Abbiamo salito le scale come bambini, un passo alla volta. Mi teneva il braccio intorno alle spalle e i suoi lamenti facevano eco tra i corridoi unticci del condominio.
Claude viveva in un monolocale con la stessa pianta del mio, solo che il suo era ancora più squallido. Era una stanza buia e disordinata con un divano a sezioni dello stesso colore del sangue secco, con lenzuola aggrovigliate sul letto e un secchio di plastica sul pavimento, vicino al cuscino.
“Vieni dentro e siediti per un po’.”
“Mi spiace, devo andare.”
“Dai. Solo un minuto. Giusto per farmi un po’ di compagnia.”
C’era una certa autorità nella sua stazza; avevo sentito gli angoli duri del suo corpo contro il mio mentre salivamo le scale. Avrebbe potuto lasciarsi cadere e intrappolarmi sotto il suo peso, ma si aspettava che fossi una ragazza piacevole e accondiscendente che riuscisse a riempire il suo vuoto con ogni premura. Se fossi tornata nel mio appartamento, avrei passato un’altra serata a fumare erba e guardare Jon tutto preso coi suoi videogiochi. Allora ho acceso una lampada e mi sono seduta all’estremità del divano, vicino alla porta.
Claude si è lasciato cadere sul divano con un forte lamento di dolore, arreso. Quando ha ripreso fiato, gli ho chiesto dei vinili incorniciati alle pareti.
“Hai mai sentito il gruppo The Gold Notes?”
Gli ho detto che il nome mi sembrava familiare, ma che non li avevo mai ascoltati. Ha cominciato a canticchiare una melodia struggente. Nonostante tutto il mugolare e ansimare, la sua voce era ferma. Si è voltato verso il televisore e ha cambiato canale. “Ero il loro cantante finché non ho cominciato a mettermi nei guai con la droga, eccetera” ha detto, con un gesto di noncuranza verso i vinili. “Erano un gruppo di teste di cazzo in ogni caso.”
“Peccato. Forte, però. Quanti anni hai?”
“Sessantadue, e ho già avuto due ictus. Non dovrei fumare.”

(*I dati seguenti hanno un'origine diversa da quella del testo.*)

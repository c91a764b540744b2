/*!
 * JWT 认证中间件
 *
 * 校验 `Authorization: Bearer <access token>`，通过后把当前用户放入请求扩展，
 * 处理程序用 `RequireJWT::extract_user_id` / `extract_user_claims` 读取。
 *
 * ```rust,ignore
 * web::scope("/api/v1/classes")
 *     .wrap(RequireJWT)
 *     .route("", web::get().to(list_classes))
 * ```
 *
 * 用户信息按 token 缓存（`user:{token}`），缓存未命中时回源到存储层。
 */

use crate::cache::{self, ObjectCache};
use crate::models::{ApiResponse, ErrorCode, users::entities::User};
use crate::storage::Storage;
use crate::utils::jwt::JwtUtils;
use actix_service::{Service, Transform};
use actix_web::{
    Error, HttpMessage, HttpResponse,
    body::EitherBody,
    dev::{ServiceRequest, ServiceResponse},
    http::StatusCode,
    web,
};
use futures_util::future::{LocalBoxFuture, Ready, ready};
use std::{rc::Rc, sync::Arc};
use tracing::{debug, error, info};

const BEARER_PREFIX: &str = "Bearer ";

#[derive(Clone)]
pub struct RequireJWT;

fn unauthorized(message: &str) -> HttpResponse {
    HttpResponse::build(StatusCode::UNAUTHORIZED).json(ApiResponse::<()>::error_empty(
        ErrorCode::Unauthorized,
        message,
    ))
}

fn bearer_token(req: &ServiceRequest) -> Option<&str> {
    req.headers()
        .get(actix_web::http::header::AUTHORIZATION)
        .and_then(|h| h.to_str().ok())
        .and_then(|s| s.strip_prefix(BEARER_PREFIX))
        .map(str::trim)
        .filter(|s| !s.is_empty())
}

// 提取并验证 access token，返回对应用户
async fn authenticate(req: &ServiceRequest) -> Result<User, String> {
    let token = bearer_token(req).ok_or_else(|| "Missing or invalid Authorization header".to_string())?;

    let claims = JwtUtils::verify_access_token(token).map_err(|err| {
        info!("JWT token validation failed: {}", err);
        "Invalid JWT token".to_string()
    })?;

    let cache = req
        .app_data::<web::Data<Arc<dyn ObjectCache>>>()
        .map(|data| data.get_ref().clone());
    let key = cache::user_cache_key(token);

    if let Some(cache) = &cache
        && let Some(user) = cache::get_json::<User>(cache.as_ref(), &key).await
    {
        return Ok(user);
    }

    let storage = req
        .app_data::<web::Data<Arc<dyn Storage>>>()
        .map(|data| data.get_ref().clone())
        .ok_or_else(|| {
            error!("Storage not found in app data");
            "Authentication backend unavailable".to_string()
        })?;

    let user_id = claims
        .user_id()
        .ok_or_else(|| "Invalid user ID in JWT".to_string())?;

    let user = storage
        .get_user_by_id(user_id)
        .await
        .map_err(|e| {
            error!("Failed to load user {}: {}", user_id, e);
            "Failed to retrieve user from storage".to_string()
        })?
        .ok_or_else(|| "User not found".to_string())?;

    if let Some(cache) = &cache {
        cache::insert_json(cache.as_ref(), key, &user).await;
    }

    Ok(user)
}

impl<S, B> Transform<S, ServiceRequest> for RequireJWT
where
    S: Service<ServiceRequest, Response = ServiceResponse<B>, Error = Error> + 'static,
    B: 'static,
{
    type Response = ServiceResponse<EitherBody<B>>;
    type Error = Error;
    type InitError = ();
    type Transform = RequireJWTMiddleware<S>;
    type Future = Ready<Result<Self::Transform, Self::InitError>>;

    fn new_transform(&self, service: S) -> Self::Future {
        ready(Ok(RequireJWTMiddleware {
            service: Rc::new(service),
        }))
    }
}

pub struct RequireJWTMiddleware<S> {
    service: Rc<S>,
}

impl<S, B> Service<ServiceRequest> for RequireJWTMiddleware<S>
where
    S: Service<ServiceRequest, Response = ServiceResponse<B>, Error = Error> + 'static,
    B: 'static,
{
    type Response = ServiceResponse<EitherBody<B>>;
    type Error = Error;
    type Future = LocalBoxFuture<'static, Result<Self::Response, Self::Error>>;

    fn poll_ready(
        &self,
        ctx: &mut std::task::Context<'_>,
    ) -> std::task::Poll<Result<(), Self::Error>> {
        self.service.poll_ready(ctx)
    }

    fn call(&self, req: ServiceRequest) -> Self::Future {
        let srv = self.service.clone();
        Box::pin(async move {
            // 预检请求直接放行
            if req.method() == actix_web::http::Method::OPTIONS {
                return Ok(req.into_response(HttpResponse::NoContent().finish().map_into_right_body()));
            }

            match authenticate(&req).await {
                Ok(user) => {
                    debug!("JWT authentication successful for ID: {}", user.id);
                    req.extensions_mut().insert(user);
                    let res = srv.call(req).await?.map_into_left_body();
                    Ok(res)
                }
                Err(err) => {
                    info!(
                        "JWT authentication failed for request to {}: {}",
                        req.path(),
                        err
                    );
                    Ok(req.into_response(
                        unauthorized(&format!("Unauthorized: {err}")).map_into_right_body(),
                    ))
                }
            }
        })
    }
}

impl RequireJWT {
    /// 当前用户（需在 RequireJWT 保护的路由中调用）
    pub fn extract_user_claims(req: &actix_web::HttpRequest) -> Option<User> {
        req.extensions().get::<User>().cloned()
    }

    pub fn extract_user_id(req: &actix_web::HttpRequest) -> Option<i64> {
        req.extensions().get::<User>().map(|user| user.id)
    }
}

#[cfg(test)]
mod tests {
    use super::*;
    use actix_web::{App, test};

    async fn protected() -> HttpResponse {
        HttpResponse::Ok().finish()
    }

    #[actix_web::test]
    async fn test_missing_header_is_unauthorized() {
        let app = test::init_service(
            App::new().service(
                web::scope("/api")
                    .wrap(RequireJWT)
                    .route("/me", web::get().to(protected)),
            ),
        )
        .await;

        let req = test::TestRequest::get().uri("/api/me").to_request();
        let resp = test::call_service(&app, req).await;
        assert_eq!(resp.status(), StatusCode::UNAUTHORIZED);

        let body: serde_json::Value = test::read_body_json(resp).await;
        assert_eq!(body["code"], ErrorCode::Unauthorized as i32);
    }

    #[actix_web::test]
    async fn test_options_passes_without_token() {
        let app = test::init_service(
            App::new().service(
                web::scope("/api")
                    .wrap(RequireJWT)
                    .route("/me", web::get().to(protected)),
            ),
        )
        .await;

        let req = test::TestRequest::default()
            .method(actix_web::http::Method::OPTIONS)
            .uri("/api/me")
            .to_request();
        let resp = test::call_service(&app, req).await;
        assert_eq!(resp.status(), StatusCode::NO_CONTENT);
    }
}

“Mi dispiace. Avresti dovuto dirmelo.”
“Se te l’avessi detto, non mi avresti dato la sigaretta.” Ci siamo messi a ridere.

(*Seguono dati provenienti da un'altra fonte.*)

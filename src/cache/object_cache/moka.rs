use async_trait::async_trait;
use moka::future::Cache;
use std::time::Duration;
use tracing::debug;

use crate::cache::{CacheResult, ObjectCache};
use crate::config::CacheConfig;

pub struct MokaCacheWrapper {
    inner: Cache<String, String>,
}

impl MokaCacheWrapper {
    pub fn new(config: &CacheConfig) -> Self {
        let inner = Cache::builder()
            .max_capacity(config.max_capacity)
            .time_to_live(Duration::from_secs(config.default_ttl))
            .build();

        debug!(
            "MokaCacheWrapper initialized with max capacity: {}, ttl: {}s",
            config.max_capacity, config.default_ttl
        );
        Self { inner }
    }
}

#[async_trait]
impl ObjectCache for MokaCacheWrapper {
    async fn get_raw(&self, key: &str) -> CacheResult<String> {
        match self.inner.get(key).await {
            Some(value) => {
                debug!("Cache hit: {}", key);
                CacheResult::Found(value)
            }
            None => {
                debug!("Cache miss: {}", key);
                CacheResult::NotFound
            }
        }
    }

    async fn insert_raw(&self, key: String, value: String) {
        self.inner.insert(key, value).await;
    }

    async fn remove(&self, key: &str) {
        self.inner.invalidate(key).await;
    }

    async fn invalidate_all(&self) {
        self.inner.invalidate_all();
    }
}

#[cfg(test)]
mod tests {
    use super::*;
    use crate::cache::{get_json, insert_json, user_cache_key};

    fn cache() -> MokaCacheWrapper {
        MokaCacheWrapper::new(&CacheConfig {
            default_ttl: 60,
            max_capacity: 100,
        })
    }

    #[tokio::test]
    async fn test_insert_get_remove() {
        let cache = cache();
        cache.insert_raw("k".into(), "v".into()).await;
        assert_eq!(cache.get_raw("k").await, CacheResult::Found("v".to_string()));

        cache.remove("k").await;
        assert_eq!(cache.get_raw("k").await, CacheResult::NotFound);
    }

    #[tokio::test]
    async fn test_json_helpers_drop_garbage() {
        let cache = cache();
        let key = user_cache_key("abc");
        insert_json(&cache, key.clone(), &vec![1, 2, 3]).await;
        assert_eq!(get_json::<Vec<i32>>(&cache, &key).await, Some(vec![1, 2, 3]));

        cache.insert_raw(key.clone(), "{not json".into()).await;
        assert_eq!(get_json::<Vec<i32>>(&cache, &key).await, None);
        assert_eq!(cache.get_raw(&key).await, CacheResult::NotFound);
    }
}
pub mod create;
pub mod delete;
pub mod get;
pub mod list;
pub mod update;

use actix_web::{HttpRequest, HttpResponse, Result as ActixResult};

use crate::models::institutions::requests::{
    CreateInstitutionRequest, InstitutionListParams, UpdateInstitutionRequest,
};

crate::services::lazy_service!(InstitutionService);

impl InstitutionService {
    // 当前用户的机构列表
    pub async fn list_institutions(
        &self,
        request: &HttpRequest,
        query: InstitutionListParams,
    ) -> ActixResult<HttpResponse> {
        list::list_institutions(self, request, query).await
    }

    pub async fn create_institution(
        &self,
        request: &HttpRequest,
        data: CreateInstitutionRequest,
    ) -> ActixResult<HttpResponse> {
        create::create_institution(self, request, data).await
    }

    pub async fn get_institution(
        &self,
        request: &HttpRequest,
        institution_id: i64,
    ) -> ActixResult<HttpResponse> {
        get::get_institution(self, request, institution_id).await
    }

    pub async fn update_institution(
        &self,
        request: &HttpRequest,
        institution_id: i64,
        update: UpdateInstitutionRequest,
    ) -> ActixResult<HttpResponse> {
        update::update_institution(self, request, institution_id, update).await
    }

    // 删除机构（级联删除课程、学科、班级）
    pub async fn delete_institution(
        &self,
        request: &HttpRequest,
        institution_id: i64,
    ) -> ActixResult<HttpResponse> {
        delete::delete_institution(self, request, institution_id).await
    }
}
use serde::Serialize;
use ts_rs::TS;

// 导入时的单行错误
#[derive(Debug, Clone, PartialEq, Serialize, TS)]
#[ts(export, export_to = "../frontend/src/types/generated/student.ts")]
pub struct ImportRowError {
    pub row: usize,
    pub field: String,
    pub message: String,
}

// 导入结果
#[derive(Debug, Clone, Default, Serialize, TS)]
#[ts(export, export_to = "../frontend/src/types/generated/student.ts")]
pub struct StudentImportResponse {
    pub total: usize,
    pub created: usize,
    pub updated: usize,
    pub enrolled: usize,
    pub failed: usize,
    pub errors: Vec<ImportRowError>,
}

Sopra il televisore c’era il ritratto incorniciato di una donna dal viso dolce, illuminata da un leggero colore al neon tipico degli anni ottanta. La donna era anche in un’altra foto, questa volta con un bambino in braccio. Sorridevano entrambi a un giovane Claude, che rideva e scuoteva una palma. Chissà dov’erano adesso? Probabilmente ovunque in un posto dove crescevano le palme. Ho sperato che Claude fosse stato un buon marito, un buon padre. Forse Claude aveva voluto lo stesso ma non aveva saputo come esserlo, anche dopo tutto questo tempo.

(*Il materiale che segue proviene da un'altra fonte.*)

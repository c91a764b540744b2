use actix_web::{HttpRequest, HttpResponse, Result as ActixResult};

use super::SubjectService;
use crate::models::{ApiResponse, ErrorCode};
use crate::services::access::{current_user_id, ensure_owner};
use crate::services::{error_response, not_found};
use crate::storage::OwnedResource;

pub async fn get_subject(
    service: &SubjectService,
    request: &HttpRequest,
    subject_id: i64,
) -> ActixResult<HttpResponse> {
    let storage = service.get_storage(request);
    let user_id = match current_user_id(request) {
        Ok(id) => id,
        Err(resp) => return Ok(resp),
    };
    if let Err(resp) = ensure_owner(&storage, user_id, OwnedResource::Subject, subject_id).await {
        return Ok(resp);
    }

    match storage.get_subject_by_id(subject_id).await {
        Ok(Some(subject)) => Ok(HttpResponse::Ok()
            .json(ApiResponse::success(subject, "Subject retrieved successfully"))),
        Ok(None) => Ok(not_found(ErrorCode::SubjectNotFound, "Subject not found")),
        Err(e) => Ok(error_response(&e, ErrorCode::Conflict)),
    }
}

Claude ha messo un film spazzatura mentre immaginavo il tipo di relazione che avremmo potuto avere, la storia che avrei potuto raccontare a Delilah. Avrei potuto dire che avevo fatto amicizia con un cantante in pensione le cui storie mi avevano ispirato a uscire e riprendere in mano la mia vita, lasciare Jon e tornare a studiare. Avrei potuto raccontarle come Claude avesse imparato a ridere di nuovo, come lo avevo aiutato a tornare in contatto con suo figlio. “Mi ha salvato” avrei detto a Delilah. “Non potrò mai ringraziarlo abbastanza.”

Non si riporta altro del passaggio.